Devastation in the Dust Bowl In 1931 the mid-west experienced a severe drought, became known as The Dust Bowl. Agricultural practices had stripped the land of nutrients and made it very loose. Led to massive dust storms, covered crops and blew into homes. Area that was hardest hit was: Oklahoma, Kansas, Colorado, New Mexico, and Texas. Drought had ruined the farms of many farmers, families just packed up and moved. Travelled along Route 66 to California seeking work in farms and orchards there. Called the migrants Okies, a derogatory word for those moving west.
Main Idea: Herbert Hoover came to office with a clear philosophy of government, but the events of the Great Depression overwhelmed his responses. CHAPTER 21 SECTION 3: HOOVER AS PRESIDENT
Herbert Hoover’s Philosophy Hoover favored a limited role of government in business. Advocated for people to work hard for their money, take responsibility of their well-being - called this rugged individualism. Hoover believed that businesses should form voluntary associations with the government that would make the economy fairer and more efficient – called this plan an associative state. Called conferences with businesses to discuss how businesses and the government could work together. The creation of the Hoover Dam was an associative state project. The federal government provided funding while 6 companies joined to design and build the dam.
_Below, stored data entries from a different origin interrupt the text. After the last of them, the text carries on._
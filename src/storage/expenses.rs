//! Expense repository
//!
//! Keeps the expense collection in insertion order. Every mutation writes the
//! whole collection through to the key-value store while the write lock is
//! held; if the store rejects the write, the in-memory change is undone so
//! memory never runs ahead of what is stored.

use std::sync::{Arc, RwLock, RwLockReadGuard, RwLockWriteGuard};

use crate::error::FinbotError;
use crate::models::{Expense, ExpenseId};

use super::bridge::{decode_collection, encode_collection, load_or_default, LoadWarning, EXPENSES_KEY};
use super::kv::KeyValueStore;

/// Repository for expense persistence
pub struct ExpenseRepository {
    store: Arc<dyn KeyValueStore>,
    data: RwLock<Vec<Expense>>,
}

impl ExpenseRepository {
    pub fn new(store: Arc<dyn KeyValueStore>) -> Self {
        Self {
            store,
            data: RwLock::new(Vec::new()),
        }
    }

    fn read(&self) -> Result<RwLockReadGuard<'_, Vec<Expense>>, FinbotError> {
        self.data
            .read()
            .map_err(|e| FinbotError::Storage(format!("Expense list lock poisoned: {}", e)))
    }

    fn write(&self) -> Result<RwLockWriteGuard<'_, Vec<Expense>>, FinbotError> {
        self.data
            .write()
            .map_err(|e| FinbotError::Storage(format!("Expense list lock poisoned: {}", e)))
    }

    fn persist(&self, expenses: &[Expense]) -> Result<(), FinbotError> {
        self.store.set(EXPENSES_KEY, &encode_collection(expenses)?)
    }

    /// Load expenses from the store, defaulting to an empty collection
    pub fn load(&self) -> Result<Option<LoadWarning>, FinbotError> {
        let (expenses, warning) =
            load_or_default(self.store.as_ref(), EXPENSES_KEY, decode_collection::<Expense>);
        *self.write()? = expenses;
        Ok(warning)
    }

    /// Leave the list lock poisoned, as a writer panicking mid-update would
    #[cfg(test)]
    pub(crate) fn poison_for_test(&self) {
        let data = &self.data;
        std::thread::scope(|s| {
            let _ = s
                .spawn(|| {
                    let _guard = data.write();
                    panic!("writer panicked");
                })
                .join();
        });
    }

    /// Get an expense by ID
    pub fn get(&self, id: ExpenseId) -> Result<Option<Expense>, FinbotError> {
        Ok(self.read()?.iter().find(|e| e.id == id).cloned())
    }

    /// Get all expenses in insertion order
    pub fn get_all(&self) -> Result<Vec<Expense>, FinbotError> {
        Ok(self.read()?.clone())
    }

    /// Append an expense
    pub fn push(&self, expense: Expense) -> Result<(), FinbotError> {
        let mut data = self.write()?;
        data.push(expense);

        if let Err(e) = self.persist(&data) {
            data.pop();
            return Err(e);
        }
        Ok(())
    }

    /// Replace an existing expense in place, keeping its position
    ///
    /// Returns the previous version, or `None` if no expense has that id.
    pub fn replace(&self, expense: Expense) -> Result<Option<Expense>, FinbotError> {
        let mut data = self.write()?;
        let Some(index) = data.iter().position(|e| e.id == expense.id) else {
            return Ok(None);
        };

        let previous = std::mem::replace(&mut data[index], expense);
        if let Err(e) = self.persist(&data) {
            data[index] = previous;
            return Err(e);
        }
        Ok(Some(previous))
    }

    /// Remove an expense, returning it if it existed
    pub fn remove(&self, id: ExpenseId) -> Result<Option<Expense>, FinbotError> {
        let mut data = self.write()?;
        let Some(index) = data.iter().position(|e| e.id == id) else {
            return Ok(None);
        };

        let removed = data.remove(index);
        if let Err(e) = self.persist(&data) {
            data.insert(index, removed);
            return Err(e);
        }
        Ok(Some(removed))
    }

    pub fn count(&self) -> Result<usize, FinbotError> {
        Ok(self.read()?.len())
    }
}

#[cfg(test)]
mod tests {
    use super::*;
    use crate::models::Money;
    use crate::storage::kv::{test_support::RejectingStore, MemoryStore};

    fn repo() -> (Arc<dyn KeyValueStore>, ExpenseRepository) {
        let store: Arc<dyn KeyValueStore> = Arc::new(MemoryStore::new());
        let repo = ExpenseRepository::new(store.clone());
        (store, repo)
    }

    #[test]
    fn test_insertion_order_preserved() {
        let (_store, repo) = repo();
        for name in ["Rent", "Food", "Travel"] {
            repo.push(Expense::new(name, Money::from_units(1))).unwrap();
        }

        let names: Vec<_> = repo.get_all().unwrap().into_iter().map(|e| e.name).collect();
        assert_eq!(names, vec!["Rent", "Food", "Travel"]);
    }

    #[test]
    fn test_remove_and_replace() {
        let (_store, repo) = repo();
        let rent = Expense::new("Rent", Money::from_units(10000));
        let food = Expense::new("Food", Money::from_units(5000));
        repo.push(rent.clone()).unwrap();
        repo.push(food.clone()).unwrap();

        let mut cheaper = rent.clone();
        cheaper.amount = Money::from_units(9000);
        assert_eq!(repo.replace(cheaper).unwrap(), Some(rent.clone()));
        assert_eq!(repo.get_all().unwrap()[0].amount, Money::from_units(9000));

        assert!(repo.remove(food.id).unwrap().is_some());
        assert!(repo.remove(food.id).unwrap().is_none());
        assert_eq!(repo.count().unwrap(), 1);
    }

    #[test]
    fn test_replace_unknown_is_none() {
        let (_store, repo) = repo();
        let stray = Expense::new("Ghost", Money::zero());
        assert!(repo.replace(stray).unwrap().is_none());
        assert_eq!(repo.count().unwrap(), 0);
    }

    #[test]
    fn test_push_writes_through() {
        let (store, repo) = repo();
        let rent = Expense::new("Rent", Money::from_units(10000));
        repo.push(rent.clone()).unwrap();

        let reloaded = ExpenseRepository::new(store);
        reloaded.load().unwrap();
        assert_eq!(reloaded.get_all().unwrap(), vec![rent]);
    }

    #[test]
    fn test_failed_write_leaves_memory_unchanged() {
        let store = Arc::new(RejectingStore::default());
        let repo = ExpenseRepository::new(store.clone());
        let rent = Expense::new("Rent", Money::from_units(10000));
        repo.push(rent.clone()).unwrap();

        store.reject_writes(true);
        assert!(repo.push(Expense::new("Food", Money::from_units(5000))).is_err());

        let mut cheaper = rent.clone();
        cheaper.amount = Money::from_units(1);
        assert!(repo.replace(cheaper).is_err());
        assert!(repo.remove(rent.id).is_err());

        assert_eq!(repo.get_all().unwrap(), vec![rent]);
    }

    #[test]
    fn test_reload_sees_pushed_data() {
        let (store, repo) = repo();
        let rent = Expense::new("Rent", Money::from_units(10000));
        repo.push(rent.clone()).unwrap();

        let reloaded = ExpenseRepository::new(store);
        assert!(reloaded.load().unwrap().is_none());
        assert_eq!(reloaded.get(rent.id).unwrap(), Some(rent));
    }

    #[test]
    fn test_corrupt_collection_loads_empty() {
        let (store, repo) = repo();
        store.set(EXPENSES_KEY, r#"{"not": "a list"}"#).unwrap();

        let warning = repo.load().unwrap();
        assert!(warning.is_some());
        assert_eq!(repo.count().unwrap(), 0);
    }
}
Hoover’s Response to the Great Depression Hoover believed that the government should not provide direct aid but rather provide opportunities to help people help themselves. Hoover used these practices when looking for ways to help farmers. He pushed for a set of loans to create and strengthen cooperatives, or organizations that are owned and operated by its members. Idea was that farmers could buy materials needed for their farms at low prices. Hoover continued this practice after the stock market crash to encourage industries not to lay off workers but to become a cooperative – few businesses wanted to cooperate, they were looking out for their own interests.
Although against Direct Aid, after the crash of the Stock Market, Hoover urged congress to pass the Reconstruction Finance Corporation (RFC) that would authorize up to $2 billion in direct government loans to struggling banks, insurance companies, and other institutions. Hoover also pushed for the Federal Home Loan Bank that would encourage home building and reduce the number of home foreclosures. In 1930 Hoover signed the Smoot-Hawley Tariff Act that would raise the cost of imported goods for American consumers, making it more likely that they would buy cheaper American goods. European nations responded with high tariffs, limited international trade.
The Nation Responds to Hoover Voters were angry with Hoover for his optimism about the economy – he thought that things would get better. He made statements like “the worst is over” and praised industry for keeping their employees. American’s began to question his compassion, Americans needed direct aid. Congress refused to approve payment to a group of veterans from WWI, veterans then marched on Washington – called themselves the Bonus Army. The marchers were met with violence in Washington, armed soldiers were fighting with unarmed veterans. Hoover opposed paying the Bonus Marchers because of concern with the federal budget – he would have to raise taxes to pay the marchers.
Voters blamed the largely republican Congress for the Great Depression, began to vote in more democrats. In the 1932 Election Hoover would have a hard time winning back voters, Franklin Roosevelt would become president.